Want to learn SpiceDB? Take the intro course

Policy-Based Access Control (PBAC) vs Google Zanzibar: When You Should Use One or the Other

/assets/team/evan-cordell.jpg
November 29, 2023|10 min read

At AuthZed, we are building a platform around SpiceDB - our open-source, ReBAC-based authorization system, inspired by the Zanzibar whitepaper. In the past, we have written about what Zanzibar is, why more businesses are adopting it, and some of the different ways you can implement relationship-based access control (ReBAC) in your own applications.

We have even published our own annotated copy of the Google Zanzibar whitepaper - to make it more accessible, add some outside perspective, and to help illuminate the Zanzibar model independent of Google and Google-scale problems.

But we have not spent much time talking about alternatives to Zanzibar and SpiceDB. Authorization is a field with a long and storied history, and there are several modern alternatives to Zanzibar that come with different trade-offs in terms of performance, deployment topology, and useability.

Understanding where SpiceDB fits in the landscape of authorization is important for anyone evaluating different solutions for authorization.

In this post, we are going to focus on one specific class of modern authorization technologies: policy-based access control (PBAC).

If you're not sure what PBAC is, how it differs from SpiceDB and Zanzibar, or when you should use one, the other, or both, then this post is for you.

What is Policy-Based Access Control?

A PBAC solution generally has at least two separate components:

  • A policy engine, a software component that takes policy rules and data as input, and produces authorization decisions as output.
  • A policy language, which is often a simple, declarative language for defining authorization rules.

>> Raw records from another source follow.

//! Process configuration
//!
//! Base URL and credentials come from the environment once at startup and are
//! then passed explicitly into the client. A `.env` file in the working
//! directory is honored when [`BitkubConfig::from_env_file`] is used.

use bitkub_auth::{Credentials, API_KEY_ENV, API_SECRET_ENV};
use secrecy::{ExposeSecret, SecretString};
use tracing::{debug, warn};

use crate::error::{RestError, RestResult};

/// Environment variable holding the exchange base URL
pub const BASE_URL_ENV: &str = "BITKUB_URL";

/// Public Bitkub API host
pub const DEFAULT_BASE_URL: &str = "https://api.bitkub.com";

/// Values loaded from the environment
///
/// Missing key or secret become empty strings; nothing is validated until
/// [`credentials`](Self::credentials) or
/// [`require_credentials`](Self::require_credentials) is called.
pub struct BitkubConfig {
    /// Exchange base URL, without trailing slash
    pub base_url: String,
    /// API key
    pub api_key: String,
    api_secret: SecretString,
}

impl BitkubConfig {
    /// Build a configuration from explicit values
    pub fn new(
        base_url: impl Into<String>,
        api_key: impl Into<String>,
        api_secret: impl Into<String>,
    ) -> Self {
        let api_secret: String = api_secret.into();
        Self {
            base_url: normalize_base_url(base_url.into()),
            api_key: api_key.into(),
            api_secret: SecretString::from(api_secret),
        }
    }

    /// Read `BITKUB_URL`, `BITKUB_API_KEY` and `BITKUB_API_SECRET`
    pub fn from_env() -> Self {
        let base_url = std::env::var(BASE_URL_ENV).unwrap_or_default();
        let api_key = std::env::var(API_KEY_ENV).unwrap_or_default();
        let api_secret = std::env::var(API_SECRET_ENV).unwrap_or_default();

        debug!(
            base_url_set = !base_url.is_empty(),
            api_key_set = !api_key.is_empty(),
            "Loaded Bitkub configuration from environment"
        );

        Self::new(base_url, api_key, api_secret)
    }

    /// Load a `.env` file (if present), then read the environment
    pub fn from_env_file() -> Self {
        if let Err(e) = dotenvy::dotenv() {
            debug!("No .env file loaded: {}", e);
        }
        Self::from_env()
    }

    /// Whether both key and secret are set
    pub fn has_credentials(&self) -> bool {
        !self.api_key.is_empty() && !self.api_secret.expose_secret().is_empty()
    }

    /// Credentials for authenticated endpoints
    ///
    /// Returns `Ok(None)` when neither value is set (public-only use) and an
    /// error when only one of them is.
    pub fn credentials(&self) -> RestResult<Option<Credentials>> {
        match (self.api_key.is_empty(), self.api_secret.expose_secret().is_empty()) {
            (true, true) => Ok(None),
            (false, false) => Ok(Some(Credentials::new(
                self.api_key.clone(),
                self.api_secret.expose_secret().to_string(),
            )?)),
            (key_missing, _) => {
                let missing = if key_missing { API_KEY_ENV } else { API_SECRET_ENV };
                warn!("Incomplete Bitkub credentials: {} is empty", missing);
                Err(RestError::Config(format!("{} is empty", missing)))
            }
        }
    }

    /// Credentials, failing if they are not configured
    pub fn require_credentials(&self) -> RestResult<Credentials> {
        self.credentials()?.ok_or(RestError::AuthRequired)
    }
}

impl Clone for BitkubConfig {
    fn clone(&self) -> Self {
        Self {
            base_url: self.base_url.clone(),
            api_key: self.api_key.clone(),
            api_secret: SecretString::from(self.api_secret.expose_secret().to_string()),
        }
    }
}

impl std::fmt::Debug for BitkubConfig {
    fn fmt(&self, f: &mut std::fmt::Formatter<'_>) -> std::fmt::Result {
        f.debug_struct("BitkubConfig")
            .field("base_url", &self.base_url)
            .field("has_credentials", &self.has_credentials())
            .finish()
    }
}

pub(crate) fn normalize_base_url(url: String) -> String {
    let trimmed = url.trim().trim_end_matches('/');
    if trimmed.is_empty() {
        DEFAULT_BASE_URL.to_string()
    } else {
        trimmed.to_string()
    }
}

#[cfg(test)]
mod tests {
    use super::*;

    #[test]
    fn test_base_url_defaults() {
        let config = BitkubConfig::new("", "", "");
        assert_eq!(config.base_url, DEFAULT_BASE_URL);

        let config = BitkubConfig::new("https://example.com/", "", "");
        assert_eq!(config.base_url, "https://example.com");
    }

    #[test]
    fn test_no_credentials() {
        let config = BitkubConfig::new("", "", "");
        assert!(!config.has_credentials());
        assert!(config.credentials().unwrap().is_none());
        assert!(matches!(
            config.require_credentials(),
            Err(RestError::AuthRequired)
        ));
    }

    #[test]
    fn test_partial_credentials_rejected() {
        let config = BitkubConfig::new("", "key", "");
        assert!(matches!(config.credentials(), Err(RestError::Config(_))));

        let config = BitkubConfig::new("", "", "secret");
        assert!(matches!(config.credentials(), Err(RestError::Config(_))));
    }

    #[test]
    fn test_full_credentials() {
        let config = BitkubConfig::new("", "key", "secret");
        let creds = config.require_credentials().unwrap();
        assert_eq!(creds.api_key(), "key");
    }

    #[test]
    fn test_debug_hides_secret() {
        let config = BitkubConfig::new("", "key", "very-secret");
        assert!(!format!("{:?}", config).contains("very-secret"));
    }
}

Typically, these solutions also espouse a philosophy that the policies written in the policy language should be managed using standard software development lifecycle tools and techniques, though the degree to which that happens is up to the user.b

Policy-based access control (PBAC) diagram visualizing how PBAC works

Though there are many ways to deploy a policy engine, they are usually deployed in one of three ways:

  • Embedded directly into an application
  • As a sidecar, serving queries over the local network
  • As a reverse proxy or as an authorization step in a proxy, authorizing requests before sending them on to their destination.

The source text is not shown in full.